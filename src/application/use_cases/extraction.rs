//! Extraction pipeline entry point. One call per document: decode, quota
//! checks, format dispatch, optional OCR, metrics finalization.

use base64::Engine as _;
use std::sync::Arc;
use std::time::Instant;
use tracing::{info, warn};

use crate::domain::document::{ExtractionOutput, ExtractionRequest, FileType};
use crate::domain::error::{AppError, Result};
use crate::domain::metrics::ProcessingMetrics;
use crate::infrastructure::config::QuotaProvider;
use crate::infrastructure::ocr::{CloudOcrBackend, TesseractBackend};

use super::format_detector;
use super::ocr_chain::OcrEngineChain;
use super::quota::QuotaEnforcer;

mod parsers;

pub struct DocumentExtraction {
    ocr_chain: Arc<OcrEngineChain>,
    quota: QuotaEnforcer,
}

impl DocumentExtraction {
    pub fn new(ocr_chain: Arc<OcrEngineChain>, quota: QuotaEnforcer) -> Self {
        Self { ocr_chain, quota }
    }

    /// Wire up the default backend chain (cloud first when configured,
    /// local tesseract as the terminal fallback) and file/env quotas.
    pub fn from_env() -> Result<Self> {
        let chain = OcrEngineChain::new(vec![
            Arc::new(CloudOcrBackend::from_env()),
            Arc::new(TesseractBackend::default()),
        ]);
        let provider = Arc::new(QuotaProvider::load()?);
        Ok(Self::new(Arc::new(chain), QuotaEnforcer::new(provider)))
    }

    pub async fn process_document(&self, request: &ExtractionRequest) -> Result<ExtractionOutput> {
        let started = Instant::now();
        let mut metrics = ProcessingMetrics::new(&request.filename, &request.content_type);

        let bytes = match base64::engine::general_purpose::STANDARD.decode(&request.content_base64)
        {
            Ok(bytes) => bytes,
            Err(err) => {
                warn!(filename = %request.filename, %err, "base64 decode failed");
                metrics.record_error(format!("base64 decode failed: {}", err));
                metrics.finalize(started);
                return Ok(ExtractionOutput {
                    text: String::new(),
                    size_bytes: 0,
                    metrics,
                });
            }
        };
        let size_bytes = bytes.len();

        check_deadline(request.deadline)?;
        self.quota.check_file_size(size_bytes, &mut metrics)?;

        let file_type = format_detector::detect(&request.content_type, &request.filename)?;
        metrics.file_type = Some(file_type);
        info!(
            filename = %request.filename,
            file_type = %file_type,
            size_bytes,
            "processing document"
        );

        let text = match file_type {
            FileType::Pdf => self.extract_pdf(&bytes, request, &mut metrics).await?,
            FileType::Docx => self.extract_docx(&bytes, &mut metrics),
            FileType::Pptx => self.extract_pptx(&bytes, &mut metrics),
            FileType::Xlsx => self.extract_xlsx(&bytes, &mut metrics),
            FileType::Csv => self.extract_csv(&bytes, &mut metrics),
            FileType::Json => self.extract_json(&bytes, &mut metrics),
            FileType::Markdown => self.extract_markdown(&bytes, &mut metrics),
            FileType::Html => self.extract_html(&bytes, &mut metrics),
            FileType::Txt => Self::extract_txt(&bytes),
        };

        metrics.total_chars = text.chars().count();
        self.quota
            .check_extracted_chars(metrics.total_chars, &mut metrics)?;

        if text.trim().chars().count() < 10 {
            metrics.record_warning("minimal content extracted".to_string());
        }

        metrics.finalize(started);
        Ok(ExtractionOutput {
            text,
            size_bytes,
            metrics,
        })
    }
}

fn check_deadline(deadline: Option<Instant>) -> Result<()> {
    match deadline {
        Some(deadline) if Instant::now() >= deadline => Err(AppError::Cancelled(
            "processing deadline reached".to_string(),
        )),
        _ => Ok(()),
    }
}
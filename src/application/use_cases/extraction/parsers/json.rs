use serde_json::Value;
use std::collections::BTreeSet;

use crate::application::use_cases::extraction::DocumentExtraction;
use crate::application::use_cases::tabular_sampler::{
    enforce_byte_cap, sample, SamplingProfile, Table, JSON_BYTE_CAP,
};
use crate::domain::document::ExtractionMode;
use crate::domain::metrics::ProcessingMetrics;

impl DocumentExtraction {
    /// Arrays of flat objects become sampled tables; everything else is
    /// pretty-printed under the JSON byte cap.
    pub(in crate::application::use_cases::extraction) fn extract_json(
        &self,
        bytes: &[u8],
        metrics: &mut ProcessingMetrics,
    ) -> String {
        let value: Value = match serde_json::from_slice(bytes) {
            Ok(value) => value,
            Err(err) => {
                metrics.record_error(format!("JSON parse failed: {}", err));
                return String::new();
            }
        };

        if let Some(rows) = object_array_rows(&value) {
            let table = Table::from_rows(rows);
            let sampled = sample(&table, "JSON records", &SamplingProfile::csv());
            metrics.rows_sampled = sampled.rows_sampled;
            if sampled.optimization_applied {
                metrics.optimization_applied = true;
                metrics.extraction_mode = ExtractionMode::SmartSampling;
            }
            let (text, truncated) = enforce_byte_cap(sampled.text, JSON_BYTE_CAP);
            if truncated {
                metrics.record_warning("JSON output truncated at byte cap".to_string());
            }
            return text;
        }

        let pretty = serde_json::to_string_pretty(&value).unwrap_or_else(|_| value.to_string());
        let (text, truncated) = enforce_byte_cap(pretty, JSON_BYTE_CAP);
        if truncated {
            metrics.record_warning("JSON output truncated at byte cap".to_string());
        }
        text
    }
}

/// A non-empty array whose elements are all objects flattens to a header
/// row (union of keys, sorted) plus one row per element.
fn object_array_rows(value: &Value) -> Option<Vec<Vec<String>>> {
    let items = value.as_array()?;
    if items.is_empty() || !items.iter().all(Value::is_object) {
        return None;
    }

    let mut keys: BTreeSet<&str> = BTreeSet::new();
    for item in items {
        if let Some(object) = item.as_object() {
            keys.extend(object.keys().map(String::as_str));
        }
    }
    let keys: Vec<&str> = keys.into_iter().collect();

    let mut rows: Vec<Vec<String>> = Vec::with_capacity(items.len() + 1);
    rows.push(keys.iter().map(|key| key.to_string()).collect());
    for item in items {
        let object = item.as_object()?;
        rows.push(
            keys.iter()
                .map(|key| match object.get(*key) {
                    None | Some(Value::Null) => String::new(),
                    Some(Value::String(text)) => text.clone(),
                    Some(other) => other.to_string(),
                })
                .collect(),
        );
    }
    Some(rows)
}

-*-

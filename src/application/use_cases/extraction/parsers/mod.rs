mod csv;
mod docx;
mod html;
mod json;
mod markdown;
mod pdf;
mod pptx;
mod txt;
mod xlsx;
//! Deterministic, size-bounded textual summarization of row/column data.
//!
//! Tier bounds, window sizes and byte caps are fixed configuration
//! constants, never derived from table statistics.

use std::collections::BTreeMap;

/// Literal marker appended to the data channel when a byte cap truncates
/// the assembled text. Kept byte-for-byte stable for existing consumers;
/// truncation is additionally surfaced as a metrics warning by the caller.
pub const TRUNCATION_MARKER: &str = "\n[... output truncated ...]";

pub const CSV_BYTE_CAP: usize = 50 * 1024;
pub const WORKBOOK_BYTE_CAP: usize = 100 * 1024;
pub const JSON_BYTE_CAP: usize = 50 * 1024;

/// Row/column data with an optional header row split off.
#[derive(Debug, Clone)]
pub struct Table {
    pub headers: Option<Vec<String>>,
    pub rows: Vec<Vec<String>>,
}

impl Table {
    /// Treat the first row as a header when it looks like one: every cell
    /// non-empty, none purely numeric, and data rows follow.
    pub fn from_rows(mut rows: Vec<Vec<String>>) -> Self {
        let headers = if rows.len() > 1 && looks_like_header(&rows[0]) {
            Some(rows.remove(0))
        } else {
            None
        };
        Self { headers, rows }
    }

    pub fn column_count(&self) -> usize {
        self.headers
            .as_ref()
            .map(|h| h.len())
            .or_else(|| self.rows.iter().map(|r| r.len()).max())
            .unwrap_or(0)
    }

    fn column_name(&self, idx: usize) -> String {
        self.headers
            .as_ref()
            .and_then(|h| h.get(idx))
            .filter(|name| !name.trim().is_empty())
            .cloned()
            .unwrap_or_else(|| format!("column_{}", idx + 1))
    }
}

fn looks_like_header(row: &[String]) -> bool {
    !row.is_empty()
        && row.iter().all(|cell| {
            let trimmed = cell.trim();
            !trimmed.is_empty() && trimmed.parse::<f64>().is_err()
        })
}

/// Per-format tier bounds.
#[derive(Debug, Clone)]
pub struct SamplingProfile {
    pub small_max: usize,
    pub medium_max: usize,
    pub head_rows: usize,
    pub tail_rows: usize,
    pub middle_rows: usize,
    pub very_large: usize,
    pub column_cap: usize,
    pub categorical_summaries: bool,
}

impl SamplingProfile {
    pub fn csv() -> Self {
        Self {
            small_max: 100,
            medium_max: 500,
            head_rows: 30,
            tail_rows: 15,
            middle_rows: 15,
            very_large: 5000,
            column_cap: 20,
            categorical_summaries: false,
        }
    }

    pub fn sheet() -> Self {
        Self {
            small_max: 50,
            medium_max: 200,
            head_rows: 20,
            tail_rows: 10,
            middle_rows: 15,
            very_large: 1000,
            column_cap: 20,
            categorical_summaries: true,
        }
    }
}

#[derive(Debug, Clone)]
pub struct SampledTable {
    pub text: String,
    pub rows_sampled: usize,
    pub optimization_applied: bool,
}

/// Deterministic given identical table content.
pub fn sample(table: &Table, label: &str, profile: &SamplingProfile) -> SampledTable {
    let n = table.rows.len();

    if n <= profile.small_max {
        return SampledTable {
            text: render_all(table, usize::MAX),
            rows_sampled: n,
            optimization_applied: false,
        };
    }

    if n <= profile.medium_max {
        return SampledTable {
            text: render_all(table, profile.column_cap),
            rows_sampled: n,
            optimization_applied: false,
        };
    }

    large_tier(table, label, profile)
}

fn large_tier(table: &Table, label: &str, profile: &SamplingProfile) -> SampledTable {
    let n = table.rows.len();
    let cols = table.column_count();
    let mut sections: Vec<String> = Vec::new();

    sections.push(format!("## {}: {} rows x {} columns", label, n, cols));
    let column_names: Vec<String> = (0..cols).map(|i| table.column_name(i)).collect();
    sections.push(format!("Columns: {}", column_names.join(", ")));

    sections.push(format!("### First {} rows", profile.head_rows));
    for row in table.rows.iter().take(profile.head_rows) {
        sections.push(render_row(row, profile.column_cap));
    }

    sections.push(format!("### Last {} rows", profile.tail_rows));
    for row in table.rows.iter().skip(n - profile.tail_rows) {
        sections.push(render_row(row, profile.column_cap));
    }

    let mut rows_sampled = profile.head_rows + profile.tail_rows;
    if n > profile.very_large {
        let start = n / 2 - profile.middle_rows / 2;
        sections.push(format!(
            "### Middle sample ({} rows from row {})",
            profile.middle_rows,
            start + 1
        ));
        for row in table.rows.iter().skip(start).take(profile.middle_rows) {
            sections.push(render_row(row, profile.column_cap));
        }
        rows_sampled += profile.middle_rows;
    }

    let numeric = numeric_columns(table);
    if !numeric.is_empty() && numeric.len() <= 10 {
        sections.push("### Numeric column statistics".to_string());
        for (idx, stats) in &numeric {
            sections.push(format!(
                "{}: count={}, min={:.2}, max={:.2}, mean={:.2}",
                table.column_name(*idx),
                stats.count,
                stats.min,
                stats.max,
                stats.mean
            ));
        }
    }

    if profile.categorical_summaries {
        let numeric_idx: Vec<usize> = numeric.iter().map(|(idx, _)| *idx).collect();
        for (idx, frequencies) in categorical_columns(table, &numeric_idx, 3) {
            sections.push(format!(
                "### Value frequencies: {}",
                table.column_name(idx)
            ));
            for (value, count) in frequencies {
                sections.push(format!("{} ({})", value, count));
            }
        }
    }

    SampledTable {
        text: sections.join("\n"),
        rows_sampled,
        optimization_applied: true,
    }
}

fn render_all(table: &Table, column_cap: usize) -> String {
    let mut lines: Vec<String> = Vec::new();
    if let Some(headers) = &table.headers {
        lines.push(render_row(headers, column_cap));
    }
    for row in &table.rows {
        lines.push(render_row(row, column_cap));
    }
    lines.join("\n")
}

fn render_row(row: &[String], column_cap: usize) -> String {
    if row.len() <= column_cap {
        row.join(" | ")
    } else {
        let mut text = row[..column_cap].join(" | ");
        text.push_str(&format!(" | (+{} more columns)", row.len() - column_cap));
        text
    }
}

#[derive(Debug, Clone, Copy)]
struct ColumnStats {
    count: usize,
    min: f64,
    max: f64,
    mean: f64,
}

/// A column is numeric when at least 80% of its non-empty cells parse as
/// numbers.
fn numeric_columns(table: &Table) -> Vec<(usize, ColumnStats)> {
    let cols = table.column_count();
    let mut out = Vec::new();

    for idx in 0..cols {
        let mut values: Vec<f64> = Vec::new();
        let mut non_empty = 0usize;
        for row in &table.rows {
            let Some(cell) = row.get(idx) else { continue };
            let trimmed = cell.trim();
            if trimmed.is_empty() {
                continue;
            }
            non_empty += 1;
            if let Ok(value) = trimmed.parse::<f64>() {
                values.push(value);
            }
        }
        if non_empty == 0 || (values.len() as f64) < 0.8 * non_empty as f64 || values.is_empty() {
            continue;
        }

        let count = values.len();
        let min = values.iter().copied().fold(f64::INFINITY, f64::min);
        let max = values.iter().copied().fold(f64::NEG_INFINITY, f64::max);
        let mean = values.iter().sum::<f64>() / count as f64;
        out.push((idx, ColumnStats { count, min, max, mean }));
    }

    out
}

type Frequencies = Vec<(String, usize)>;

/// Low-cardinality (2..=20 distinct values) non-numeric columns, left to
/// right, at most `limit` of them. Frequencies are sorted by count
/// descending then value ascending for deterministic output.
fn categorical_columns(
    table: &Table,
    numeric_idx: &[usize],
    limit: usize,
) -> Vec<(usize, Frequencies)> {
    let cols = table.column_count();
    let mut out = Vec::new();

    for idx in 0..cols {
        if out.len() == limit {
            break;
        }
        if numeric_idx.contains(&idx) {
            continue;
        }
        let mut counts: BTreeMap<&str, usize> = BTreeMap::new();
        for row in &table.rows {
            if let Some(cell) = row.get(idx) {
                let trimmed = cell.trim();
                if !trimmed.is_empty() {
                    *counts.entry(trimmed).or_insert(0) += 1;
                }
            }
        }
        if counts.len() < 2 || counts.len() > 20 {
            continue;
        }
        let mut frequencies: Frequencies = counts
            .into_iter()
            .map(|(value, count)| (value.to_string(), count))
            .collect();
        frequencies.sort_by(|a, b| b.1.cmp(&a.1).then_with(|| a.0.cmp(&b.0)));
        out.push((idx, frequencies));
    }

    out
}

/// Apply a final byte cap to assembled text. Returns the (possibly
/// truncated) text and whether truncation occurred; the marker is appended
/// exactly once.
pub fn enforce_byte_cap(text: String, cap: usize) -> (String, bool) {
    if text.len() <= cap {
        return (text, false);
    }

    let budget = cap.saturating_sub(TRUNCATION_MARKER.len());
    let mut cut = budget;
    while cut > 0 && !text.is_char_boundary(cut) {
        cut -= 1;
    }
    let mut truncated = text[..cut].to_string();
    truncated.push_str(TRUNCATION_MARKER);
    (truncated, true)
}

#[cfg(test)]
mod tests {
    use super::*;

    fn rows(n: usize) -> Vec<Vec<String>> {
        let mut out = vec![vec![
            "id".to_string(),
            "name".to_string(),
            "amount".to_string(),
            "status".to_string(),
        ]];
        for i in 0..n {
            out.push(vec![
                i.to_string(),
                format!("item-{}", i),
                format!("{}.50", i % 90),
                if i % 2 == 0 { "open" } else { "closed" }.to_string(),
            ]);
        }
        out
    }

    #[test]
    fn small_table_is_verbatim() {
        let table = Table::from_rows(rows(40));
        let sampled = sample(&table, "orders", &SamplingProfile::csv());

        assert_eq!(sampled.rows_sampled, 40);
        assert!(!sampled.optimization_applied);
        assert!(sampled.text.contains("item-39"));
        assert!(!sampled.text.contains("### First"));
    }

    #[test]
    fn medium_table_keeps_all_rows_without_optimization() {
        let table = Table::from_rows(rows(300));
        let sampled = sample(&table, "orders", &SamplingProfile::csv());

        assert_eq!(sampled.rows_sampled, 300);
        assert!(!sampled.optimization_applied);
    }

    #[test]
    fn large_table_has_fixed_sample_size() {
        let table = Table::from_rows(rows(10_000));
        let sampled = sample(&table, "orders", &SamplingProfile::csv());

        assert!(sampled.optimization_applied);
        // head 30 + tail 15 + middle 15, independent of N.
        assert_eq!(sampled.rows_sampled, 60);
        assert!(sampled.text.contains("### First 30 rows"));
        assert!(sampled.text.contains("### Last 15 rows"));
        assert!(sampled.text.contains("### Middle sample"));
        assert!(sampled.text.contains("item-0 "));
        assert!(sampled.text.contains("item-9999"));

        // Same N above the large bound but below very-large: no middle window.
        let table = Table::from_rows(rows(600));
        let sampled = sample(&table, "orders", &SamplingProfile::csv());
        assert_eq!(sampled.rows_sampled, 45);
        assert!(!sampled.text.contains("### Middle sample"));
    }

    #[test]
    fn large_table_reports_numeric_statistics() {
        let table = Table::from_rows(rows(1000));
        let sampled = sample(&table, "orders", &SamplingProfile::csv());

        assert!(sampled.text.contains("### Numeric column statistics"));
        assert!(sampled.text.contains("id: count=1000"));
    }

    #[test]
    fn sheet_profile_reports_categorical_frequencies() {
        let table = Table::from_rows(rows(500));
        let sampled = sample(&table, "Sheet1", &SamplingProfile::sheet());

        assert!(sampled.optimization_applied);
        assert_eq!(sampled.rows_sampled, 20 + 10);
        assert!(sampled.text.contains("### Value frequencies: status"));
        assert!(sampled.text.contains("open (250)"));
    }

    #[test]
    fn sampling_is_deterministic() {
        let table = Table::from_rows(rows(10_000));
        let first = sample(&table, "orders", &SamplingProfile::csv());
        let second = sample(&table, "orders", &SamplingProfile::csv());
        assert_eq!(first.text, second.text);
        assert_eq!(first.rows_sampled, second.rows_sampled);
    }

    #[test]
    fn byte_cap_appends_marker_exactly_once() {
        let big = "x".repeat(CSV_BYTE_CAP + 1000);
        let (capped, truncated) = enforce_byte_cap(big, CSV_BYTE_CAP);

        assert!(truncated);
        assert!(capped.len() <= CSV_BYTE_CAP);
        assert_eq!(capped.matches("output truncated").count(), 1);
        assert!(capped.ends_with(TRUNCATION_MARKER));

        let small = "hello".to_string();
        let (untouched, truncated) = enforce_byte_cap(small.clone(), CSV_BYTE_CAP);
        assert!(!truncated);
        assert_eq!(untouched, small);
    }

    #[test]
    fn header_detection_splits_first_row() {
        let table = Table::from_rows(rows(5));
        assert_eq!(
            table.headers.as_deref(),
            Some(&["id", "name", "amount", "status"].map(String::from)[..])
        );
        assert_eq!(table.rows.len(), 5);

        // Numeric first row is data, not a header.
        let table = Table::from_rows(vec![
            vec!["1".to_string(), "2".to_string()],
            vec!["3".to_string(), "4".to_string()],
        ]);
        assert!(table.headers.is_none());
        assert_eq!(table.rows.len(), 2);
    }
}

-*-

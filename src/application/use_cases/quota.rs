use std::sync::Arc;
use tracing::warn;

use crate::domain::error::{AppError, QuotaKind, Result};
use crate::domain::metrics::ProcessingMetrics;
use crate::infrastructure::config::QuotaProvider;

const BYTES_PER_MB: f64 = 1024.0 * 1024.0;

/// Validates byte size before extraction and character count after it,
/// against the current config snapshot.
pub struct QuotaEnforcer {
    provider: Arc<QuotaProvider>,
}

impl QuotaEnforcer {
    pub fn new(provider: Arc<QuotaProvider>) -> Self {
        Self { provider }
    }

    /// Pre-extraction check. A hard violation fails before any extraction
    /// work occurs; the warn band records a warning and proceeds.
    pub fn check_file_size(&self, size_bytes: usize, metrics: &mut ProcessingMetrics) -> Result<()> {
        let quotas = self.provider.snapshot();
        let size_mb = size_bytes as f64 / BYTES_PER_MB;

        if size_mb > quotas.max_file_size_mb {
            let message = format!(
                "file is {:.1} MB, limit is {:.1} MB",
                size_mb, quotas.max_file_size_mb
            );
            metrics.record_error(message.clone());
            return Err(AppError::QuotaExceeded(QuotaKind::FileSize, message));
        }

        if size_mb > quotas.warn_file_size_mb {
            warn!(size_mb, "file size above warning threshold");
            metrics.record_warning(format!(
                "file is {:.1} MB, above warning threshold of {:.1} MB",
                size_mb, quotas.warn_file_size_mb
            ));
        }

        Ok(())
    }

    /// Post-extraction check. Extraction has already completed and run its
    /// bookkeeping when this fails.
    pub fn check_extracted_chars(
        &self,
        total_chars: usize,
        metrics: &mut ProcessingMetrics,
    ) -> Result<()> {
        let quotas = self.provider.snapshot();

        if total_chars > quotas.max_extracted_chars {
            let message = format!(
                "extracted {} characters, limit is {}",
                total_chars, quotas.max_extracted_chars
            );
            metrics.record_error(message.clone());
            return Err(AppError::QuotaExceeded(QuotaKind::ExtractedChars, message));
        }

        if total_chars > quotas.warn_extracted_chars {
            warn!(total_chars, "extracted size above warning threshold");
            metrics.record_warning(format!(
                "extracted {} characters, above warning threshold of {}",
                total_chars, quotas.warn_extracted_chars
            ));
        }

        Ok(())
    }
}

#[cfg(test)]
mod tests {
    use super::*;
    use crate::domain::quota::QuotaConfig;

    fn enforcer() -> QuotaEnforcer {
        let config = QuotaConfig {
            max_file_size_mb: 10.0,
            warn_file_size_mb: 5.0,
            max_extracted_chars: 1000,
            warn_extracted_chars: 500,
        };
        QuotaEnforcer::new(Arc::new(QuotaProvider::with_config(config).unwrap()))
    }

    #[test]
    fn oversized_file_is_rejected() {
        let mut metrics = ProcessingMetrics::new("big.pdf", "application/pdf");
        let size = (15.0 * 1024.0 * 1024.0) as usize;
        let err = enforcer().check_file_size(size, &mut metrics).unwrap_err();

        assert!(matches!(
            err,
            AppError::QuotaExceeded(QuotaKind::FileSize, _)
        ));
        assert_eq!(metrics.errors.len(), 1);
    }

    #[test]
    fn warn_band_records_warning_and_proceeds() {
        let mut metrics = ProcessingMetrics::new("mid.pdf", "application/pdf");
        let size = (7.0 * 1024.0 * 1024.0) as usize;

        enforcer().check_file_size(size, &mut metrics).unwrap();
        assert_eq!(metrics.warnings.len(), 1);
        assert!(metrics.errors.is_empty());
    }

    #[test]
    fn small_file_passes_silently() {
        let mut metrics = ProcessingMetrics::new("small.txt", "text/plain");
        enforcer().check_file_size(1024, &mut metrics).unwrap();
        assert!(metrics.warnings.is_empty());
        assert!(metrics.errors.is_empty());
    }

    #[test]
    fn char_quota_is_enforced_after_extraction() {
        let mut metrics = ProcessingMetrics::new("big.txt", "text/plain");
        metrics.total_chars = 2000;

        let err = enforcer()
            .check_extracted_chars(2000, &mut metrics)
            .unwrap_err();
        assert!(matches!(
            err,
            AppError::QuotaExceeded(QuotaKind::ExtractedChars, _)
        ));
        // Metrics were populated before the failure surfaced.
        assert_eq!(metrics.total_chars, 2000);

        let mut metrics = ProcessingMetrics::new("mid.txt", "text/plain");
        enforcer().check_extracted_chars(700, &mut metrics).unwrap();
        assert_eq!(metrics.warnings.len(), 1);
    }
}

-*-

▶ **Exercise details**
Select and copy every line of the listing with the word "FileSize".

▶ **Answer to the problem**
            return Err(AppError::QuotaExceeded(QuotaKind::FileSize, message));
            AppError::QuotaExceeded(QuotaKind::FileSize, _)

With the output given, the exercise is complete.